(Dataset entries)
*** Block opens ***

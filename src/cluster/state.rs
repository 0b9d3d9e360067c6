//! Cluster state machine
//!
//! Each node announces liveness under `cluster:nodes:<id>:*` and
//! cooperates to elect a single master through `cluster:master_node`.
//! Election is last-writer-wins, not atomic: concurrent nodes may briefly
//! write different masters in the same window and converge on the next
//! `confirm_master` pass.

use std::sync::RwLock;

use serde_json::Value;

use crate::common::config::Config;
use crate::common::store::SharedStore;
use crate::common::utils::{epoch, json_truthy};
use crate::Result;

/// Nodes unseen for longer than this are not election candidates
pub const ACTIVE_THRESHOLD_SECS: f64 = 30.0;

/// A cached master older than this is dropped
const MASTER_STALE_SECS: f64 = 20.0;

/// Store key holding the elected master's node id
pub const MASTER_KEY: &str = "cluster:master_node";

/// One-shot restart flag, consumed and cleared on read
pub const RESTART_KEY: &str = "cluster:requires_restart";

/// This node's view of the cluster
pub struct State {
    store: SharedStore,
    node_id: String,
    cluster_id: String,
    node_address: String,
    /// Cached master node id; may be stale between confirmations
    master_node: RwLock<Option<String>>,
}

impl State {
    pub fn new(store: SharedStore, config: &Config) -> Self {
        Self {
            store,
            node_id: config.resolved_node_id(),
            cluster_id: config.cluster_id.clone(),
            node_address: config.resolved_node_address(),
            master_node: RwLock::new(None),
        }
    }

    pub fn node_id(&self) -> &str {
        &self.node_id
    }

    pub fn cluster_id(&self) -> &str {
        &self.cluster_id
    }

    pub fn node_address(&self) -> &str {
        &self.node_address
    }

    fn node_key(&self, node_id: &str, field: &str) -> String {
        format!("cluster:nodes:{node_id}:{field}")
    }

    /// Write fields under this node's record. Only the owning node writes
    /// its own heartbeat keys.
    pub async fn update(&self, fields: &[(&str, Value)]) -> Result<()> {
        for (field, value) in fields {
            self.store
                .set_json(&self.node_key(&self.node_id, field), value)
                .await?;
        }
        Ok(())
    }

    /// Nodes seen within `threshold` seconds, as `(age, node_id)` pairs
    /// sorted ascending (most recently seen first; node id breaks ties).
    pub async fn get_active_nodes(&self, threshold: f64) -> Result<Vec<(f64, String)>> {
        let now = epoch();
        let mut nodes = Vec::new();

        for key in self.store.keys("cluster:nodes:*:last_seen").await? {
            let parts: Vec<&str> = key.split(':').collect();
            let Some(node_id) = parts.len().checked_sub(2).and_then(|i| parts.get(i)) else {
                continue;
            };
            let last_seen = self
                .store
                .get_json(&self.node_key(node_id, "last_seen"))
                .await?
                .and_then(|v| v.as_f64());
            if let Some(last_seen) = last_seen {
                let age = now - last_seen;
                if age < threshold {
                    nodes.push((age, node_id.to_string()));
                }
            }
        }

        nodes.sort_by(|a, b| a.0.total_cmp(&b.0).then_with(|| a.1.cmp(&b.1)));
        Ok(nodes)
    }

    /// Confirm (or elect) the cluster master and return its node id.
    ///
    /// Idempotent per invocation: adopts the recorded master when none is
    /// cached, drops a cached master whose record is missing or stale,
    /// and otherwise elects the most recently seen active node that has
    /// not opted out via `never_promote`.
    pub async fn confirm_master(&self) -> Result<Option<String>> {
        let now = epoch();
        let mut master = self.master_node.read().ok().and_then(|m| m.clone());

        if master.is_none() {
            master = self.store.get_raw(MASTER_KEY).await?;
        }

        if let Some(ref candidate) = master {
            let last_seen = self
                .store
                .get_json(&self.node_key(candidate, "last_seen"))
                .await?
                .and_then(|v| v.as_f64());
            let stale = match last_seen {
                Some(last_seen) => now - last_seen > MASTER_STALE_SECS,
                None => true,
            };
            if stale {
                tracing::warn!(
                    "We have not seen our master ({}) for {} seconds now",
                    candidate,
                    MASTER_STALE_SECS
                );
                master = None;
            }
        }

        if master.is_none() {
            for (_, candidate) in self.get_active_nodes(ACTIVE_THRESHOLD_SECS).await? {
                let never_promote = self
                    .store
                    .get_json(&self.node_key(&candidate, "never_promote"))
                    .await?
                    .map(|v| json_truthy(&v))
                    .unwrap_or(false);
                if never_promote {
                    // This node does not want to be master, move on
                    continue;
                }
                self.store.set_raw(MASTER_KEY, &candidate).await?;
                tracing::info!("{} has been nominated as master by {}", candidate, self.node_id);
                master = Some(candidate);
                break;
            }
        }

        if let Ok(mut cached) = self.master_node.write() {
            *cached = master.clone();
        }
        Ok(master)
    }

    /// True iff the cached master is this node
    pub fn is_master(&self) -> bool {
        self.master_node
            .read()
            .ok()
            .and_then(|m| m.clone())
            .is_some_and(|m| m == self.node_id)
    }

    /// Read and clear the cluster-wide restart flag
    pub async fn requires_restart(&self) -> Result<bool> {
        let required = self
            .store
            .get_json(RESTART_KEY)
            .await?
            .map(|v| json_truthy(&v))
            .unwrap_or(false);
        if required {
            self.store.set_json(RESTART_KEY, &Value::Bool(false)).await?;
        }
        Ok(required)
    }
}
impl ReadinessProbe for CommandProbe {
    fn check(&mut self, target: &ProbeTarget, timeout: Duration) -> ProbeOutcome {
        let mut cmd = Command::new(DEFAULT_SHELL);
        cmd.arg(SHELL_COMMAND_FLAG)
            .arg(&self.command)
            .env("DPSUP_PROCESS", &target.process)
            .env("DPSUP_PID", target.pid.to_string())
            .stdin(Stdio::null())
            .stdout(Stdio::null())
            .stderr(Stdio::null());
        if let Some(dir) = &self.working_dir {
            cmd.current_dir(dir);
        }

        let mut child = match cmd.spawn() {
            Ok(child) => child,
            Err(err) => return ProbeOutcome::Failure(format!("failed to run probe: {err}")),
        };

        match wait_with_timeout(&mut child, timeout) {
            Ok(Some(status)) if status.success() => ProbeOutcome::Success,
            Ok(Some(status)) => ProbeOutcome::Failure(format!("probe command exited with {status}")),
            Ok(None) => {
                if let Err(err) = child.kill() {
                    debug!("Failed to kill timed-out probe for '{}': {err}", target.process);
                }
                let _ = child.wait();
                ProbeOutcome::Timeout
            }
            Err(err) => ProbeOutcome::Failure(err.to_string()),
        }
    }
}

/// Wait for a child process with a timeout, returning `Ok(None)` on timeout.
fn wait_with_timeout(child: &mut Child, timeout: Duration) -> io::Result<Option<ExitStatus>> {
    let deadline = Instant::now() + timeout;

    loop {
        match child.try_wait()? {
            Some(status) => return Ok(Some(status)),
            None => {
                if Instant::now() >= deadline {
                    return Ok(None);
                }
                thread::sleep(PROBE_COMMAND_POLL);
            }
        }
    }
}

type ProbeFactory = Arc<dyn Fn() -> Box<dyn ReadinessProbe> + Send + Sync>;

/// Named custom probe strategies, consulted for [`ProbeMethod::Custom`].
#[derive(Clone, Default)]
pub struct ProbeRegistry {
    factories: HashMap<String, ProbeFactory>,
}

*** Block closes ***

> _Work item_:
Reproduce the records above line by line, without any change, up to and including the line that holds "on the next".

> _Exercise response_:
filename src/cluster/state.rs
repository 0b9d3d9e360067c6
//! Cluster state machine
//!
//! Each node announces liveness under `cluster:nodes:<id>:*` and
//! cooperates to elect a single master through `cluster:master_node`.
//! Election is last-writer-wins, not atomic: concurrent nodes may briefly
//! write different masters in the same window and converge on the next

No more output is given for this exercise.